Supplied entries
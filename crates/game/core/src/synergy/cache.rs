//! Per-entity cache for the special-payload subset of active synergies.

use std::collections::HashMap;
use std::sync::Arc;

use crate::entity::{EntityId, StatSource};
use crate::synergy::catalog::SynergyCatalog;
use crate::synergy::effect::SpecialMap;

/// Memoizes, per entity, the non-empty special maps of that entity's active
/// synergies.
///
/// Combat resolution consults special payloads on every hit, so this is the
/// hot path; the full catalog scan runs once per entity and the result is
/// reused until [`SpecialsCache::invalidate`] is called. The cache does NOT
/// observe stat changes: whichever service mutates stat investment owns the
/// matching invalidate call, and a read between the mutation and the
/// invalidation returns the stale list by contract.
///
/// Participants without a stat vector (monsters, props) resolve to an empty
/// list and are never inserted into the map.
pub struct SpecialsCache {
    catalog: Arc<SynergyCatalog>,
    entries: HashMap<EntityId, Arc<[SpecialMap]>>,
}

impl SpecialsCache {
    /// Create an empty cache over the given catalog.
    pub fn new(catalog: Arc<SynergyCatalog>) -> Self {
        Self {
            catalog,
            entries: HashMap::new(),
        }
    }

    /// The special maps of the participant's currently-active synergies.
    ///
    /// First call per entity computes and stores the list; later calls
    /// return the stored value without re-reading the participant's stats.
    /// The returned slice is immutable and cheap to clone across readers.
    pub fn active_specials(&mut self, source: &dyn StatSource) -> Arc<[SpecialMap]> {
        let Some(stats) = source.stat_vector() else {
            return Arc::from(Vec::new());
        };

        let id = source.entity_id();
        if let Some(cached) = self.entries.get(&id) {
            return Arc::clone(cached);
        }

        let specials: Arc<[SpecialMap]> = self
            .catalog
            .active_for(&stats)
            .into_iter()
            .filter(|synergy| !synergy.effect.special.is_empty())
            .map(|synergy| synergy.effect.special.clone())
            .collect();

        self.entries.insert(id, Arc::clone(&specials));
        specials
    }

    /// Drop any cached list for the entity.
    ///
    /// Must be called by the service that mutates stat investment. Safe to
    /// call when nothing was cached.
    pub fn invalidate(&mut self, id: EntityId) {
        self.entries.remove(&id);
    }

    /// Drop every cached list (reset utility).
    pub fn clear(&mut self) {
        self.entries.clear();
    }

    /// Number of entities currently holding a cached list.
    pub fn len(&self) -> usize {
        self.entries.len()
    }

    pub fn is_empty(&self) -> bool {
        self.entries.is_empty()
    }

    /// The catalog this cache evaluates against.
    pub fn catalog(&self) -> &Arc<SynergyCatalog> {
        &self.catalog
    }
}

#[cfg(test)]
mod tests {
    use super::*;
    use crate::stats::StatVector;
    use crate::synergy::catalog::Synergy;
    use crate::synergy::condition::SynergyCondition;
    use crate::synergy::effect::{SpecialValue, SynergyEffect};

    /// Player stand-in whose stats can be mutated between cache reads.
    struct TestPlayer {
        id: EntityId,
        stats: StatVector,
    }

    impl StatSource for TestPlayer {
        fn entity_id(&self) -> EntityId {
            self.id
        }

        fn stat_vector(&self) -> Option<StatVector> {
            Some(self.stats)
        }
    }

    /// Monster stand-in: participates in combat, invests no stat points.
    struct TestMonster;

    impl StatSource for TestMonster {
        fn entity_id(&self) -> EntityId {
            EntityId(900)
        }

        fn stat_vector(&self) -> Option<StatVector> {
            None
        }
    }

    fn special_catalog() -> Arc<SynergyCatalog> {
        let mut boss_effect = SynergyEffect::default();
        boss_effect
            .special
            .insert("boss_damage_mult".into(), SpecialValue::Number(1.5));

        Arc::new(SynergyCatalog::new(vec![
            Synergy {
                name: "giant_slayer".to_string(),
                tier: 2,
                condition: SynergyCondition::per_stat(100, 0, 0, 0, 0),
                effect: boss_effect,
            },
            // Active for everyone, but carries no specials: must be
            // filtered out of the fast-path list.
            Synergy {
                name: "baseline_vigor".to_string(),
                tier: 1,
                condition: SynergyCondition::default(),
                effect: SynergyEffect {
                    hp_pct: 2.0,
                    ..SynergyEffect::default()
                },
            },
        ]))
    }

    #[test]
    fn caches_until_invalidated_even_across_stat_changes() {
        let mut cache = SpecialsCache::new(special_catalog());
        let mut player = TestPlayer {
            id: EntityId(1),
            stats: StatVector::default(),
        };

        // First read: str 0, giant_slayer inactive, list is empty.
        assert!(cache.active_specials(&player).is_empty());

        // Stats change without invalidation: the stale empty list persists.
        player.stats = StatVector::new(100, 0, 0, 0, 0);
        assert!(cache.active_specials(&player).is_empty());

        // Invalidation forces recomputation from the current stats.
        cache.invalidate(player.id);
        let specials = cache.active_specials(&player);
        assert_eq!(specials.len(), 1);
        assert_eq!(
            specials[0].get("boss_damage_mult"),
            Some(&SpecialValue::Number(1.5))
        );
    }

    #[test]
    fn empty_special_maps_are_excluded() {
        let mut cache = SpecialsCache::new(special_catalog());
        let player = TestPlayer {
            id: EntityId(1),
            stats: StatVector::new(100, 100, 100, 100, 100),
        };

        // baseline_vigor is active but special-less; only giant_slayer shows.
        let specials = cache.active_specials(&player);
        assert_eq!(specials.len(), 1);
    }

    #[test]
    fn statless_participant_short_circuits_and_is_never_cached() {
        let mut cache = SpecialsCache::new(special_catalog());

        assert!(cache.active_specials(&TestMonster).is_empty());
        assert!(cache.is_empty());
    }

    #[test]
    fn invalidate_without_cached_entry_is_a_no_op() {
        let mut cache = SpecialsCache::new(special_catalog());
        cache.invalidate(EntityId(42));
        assert!(cache.is_empty());
    }

    #[test]
    fn clear_drops_all_entries() {
        let mut cache = SpecialsCache::new(special_catalog());
        for id in 1..=3 {
            let player = TestPlayer {
                id: EntityId(id),
                stats: StatVector::default(),
            };
            cache.active_specials(&player);
        }
        assert_eq!(cache.len(), 3);

        cache.clear();
        assert!(cache.is_empty());
    }

    #[test]
    fn repeated_reads_return_the_same_list() {
        let mut cache = SpecialsCache::new(special_catalog());
        let player = TestPlayer {
            id: EntityId(7),
            stats: StatVector::new(100, 0, 0, 0, 0),
        };

        let first = cache.active_specials(&player);
        let second = cache.active_specials(&player);
        assert!(Arc::ptr_eq(&first, &second));
    }
}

Activity
Restate the records word for word, keeping every line.

Task output
filename crates/game/core/src/synergy/cache.rs
//! Per-entity cache for the special-payload subset of active synergies.

use std::collections::HashMap;
use std::sync::Arc;

use crate::entity::{EntityId, StatSource};
use crate::synergy::catalog::SynergyCatalog;
use crate::synergy::effect::SpecialMap;

/// Memoizes, per entity, the non-empty special maps of that entity's active
/// synergies.
///
/// Combat resolution consults special payloads on every hit, so this is the
/// hot path; the full catalog scan runs once per entity and the result is
/// reused until [`SpecialsCache::invalidate`] is called. The cache does NOT
/// observe stat changes: whichever service mutates stat investment owns the
/// matching invalidate call, and a read between the mutation and the
/// invalidation returns the stale list by contract.
///
/// Participants without a stat vector (monsters, props) resolve to an empty
/// list and are never inserted into the map.
pub struct SpecialsCache {
    catalog: Arc<SynergyCatalog>,
    entries: HashMap<EntityId, Arc<[SpecialMap]>>,
}

impl SpecialsCache {
    /// Create an empty cache over the given catalog.
    pub fn new(catalog: Arc<SynergyCatalog>) -> Self {
        Self {
            catalog,
            entries: HashMap::new(),
        }
    }

    /// The special maps of the participant's currently-active synergies.
    ///
    /// First call per entity computes and stores the list; later calls
    /// return the stored value without re-reading the participant's stats.
    /// The returned slice is immutable and cheap to clone across readers.
    pub fn active_specials(&mut self, source: &dyn StatSource) -> Arc<[SpecialMap]> {
        let Some(stats) = source.stat_vector() else {
            return Arc::from(Vec::new());
        };

        let id = source.entity_id();
        if let Some(cached) = self.entries.get(&id) {
            return Arc::clone(cached);
        }

        let specials: Arc<[SpecialMap]> = self
            .catalog
            .active_for(&stats)
            .into_iter()
            .filter(|synergy| !synergy.effect.special.is_empty())
            .map(|synergy| synergy.effect.special.clone())
            .collect();

        self.entries.insert(id, Arc::clone(&specials));
        specials
    }

    /// Drop any cached list for the entity.
    ///
    /// Must be called by the service that mutates stat investment. Safe to
    /// call when nothing was cached.
    pub fn invalidate(&mut self, id: EntityId) {
        self.entries.remove(&id);
    }

    /// Drop every cached list (reset utility).
    pub fn clear(&mut self) {
        self.entries.clear();
    }

    /// Number of entities currently holding a cached list.
    pub fn len(&self) -> usize {
        self.entries.len()
    }

    pub fn is_empty(&self) -> bool {
        self.entries.is_empty()
    }

    /// The catalog this cache evaluates against.
    pub fn catalog(&self) -> &Arc<SynergyCatalog> {
        &self.catalog
    }
}

#[cfg(test)]
mod tests {
    use super::*;
    use crate::stats::StatVector;
    use crate::synergy::catalog::Synergy;
    use crate::synergy::condition::SynergyCondition;
    use crate::synergy::effect::{SpecialValue, SynergyEffect};

    /// Player stand-in whose stats can be mutated between cache reads.
    struct TestPlayer {
        id: EntityId,
        stats: StatVector,
    }

    impl StatSource for TestPlayer {
        fn entity_id(&self) -> EntityId {
            self.id
        }

        fn stat_vector(&self) -> Option<StatVector> {
            Some(self.stats)
        }
    }

    /// Monster stand-in: participates in combat, invests no stat points.
    struct TestMonster;

    impl StatSource for TestMonster {
        fn entity_id(&self) -> EntityId {
            EntityId(900)
        }

        fn stat_vector(&self) -> Option<StatVector> {
            None
        }
    }

    fn special_catalog() -> Arc<SynergyCatalog> {
        let mut boss_effect = SynergyEffect::default();
        boss_effect
            .special
            .insert("boss_damage_mult".into(), SpecialValue::Number(1.5));

        Arc::new(SynergyCatalog::new(vec![
            Synergy {
                name: "giant_slayer".to_string(),
                tier: 2,
                condition: SynergyCondition::per_stat(100, 0, 0, 0, 0),
                effect: boss_effect,
            },
            // Active for everyone, but carries no specials: must be
            // filtered out of the fast-path list.
            Synergy {
                name: "baseline_vigor".to_string(),
                tier: 1,
                condition: SynergyCondition::default(),
                effect: SynergyEffect {
                    hp_pct: 2.0,
                    ..SynergyEffect::default()
                },
            },
        ]))
    }

    #[test]
    fn caches_until_invalidated_even_across_stat_changes() {
        let mut cache = SpecialsCache::new(special_catalog());
        let mut player = TestPlayer {
            id: EntityId(1),
            stats: StatVector::default(),
        };

        // First read: str 0, giant_slayer inactive, list is empty.
        assert!(cache.active_specials(&player).is_empty());

        // Stats change without invalidation: the stale empty list persists.
        player.stats = StatVector::new(100, 0, 0, 0, 0);
        assert!(cache.active_specials(&player).is_empty());

        // Invalidation forces recomputation from the current stats.
        cache.invalidate(player.id);
        let specials = cache.active_specials(&player);
        assert_eq!(specials.len(), 1);
        assert_eq!(
            specials[0].get("boss_damage_mult"),
            Some(&SpecialValue::Number(1.5))
        );
    }

    #[test]
    fn empty_special_maps_are_excluded() {
        let mut cache = SpecialsCache::new(special_catalog());
        let player = TestPlayer {
            id: EntityId(1),
            stats: StatVector::new(100, 100, 100, 100, 100),
        };

        // baseline_vigor is active but special-less; only giant_slayer shows.
        let specials = cache.active_specials(&player);
        assert_eq!(specials.len(), 1);
    }

    #[test]
    fn statless_participant_short_circuits_and_is_never_cached() {
        let mut cache = SpecialsCache::new(special_catalog());

        assert!(cache.active_specials(&TestMonster).is_empty());
        assert!(cache.is_empty());
    }

    #[test]
    fn invalidate_without_cached_entry_is_a_no_op() {
        let mut cache = SpecialsCache::new(special_catalog());
        cache.invalidate(EntityId(42));
        assert!(cache.is_empty());
    }

    #[test]
    fn clear_drops_all_entries() {
        let mut cache = SpecialsCache::new(special_catalog());
        for id in 1..=3 {
            let player = TestPlayer {
                id: EntityId(id),
                stats: StatVector::default(),
            };
            cache.active_specials(&player);
        }
        assert_eq!(cache.len(), 3);

        cache.clear();
        assert!(cache.is_empty());
    }

    #[test]
    fn repeated_reads_return_the_same_list() {
        let mut cache = SpecialsCache::new(special_catalog());
        let player = TestPlayer {
            id: EntityId(7),
            stats: StatVector::new(100, 0, 0, 0, 0),
        };

        let first = cache.active_specials(&player);
        let second = cache.active_specials(&player);
        assert!(Arc::ptr_eq(&first, &second));
    }
}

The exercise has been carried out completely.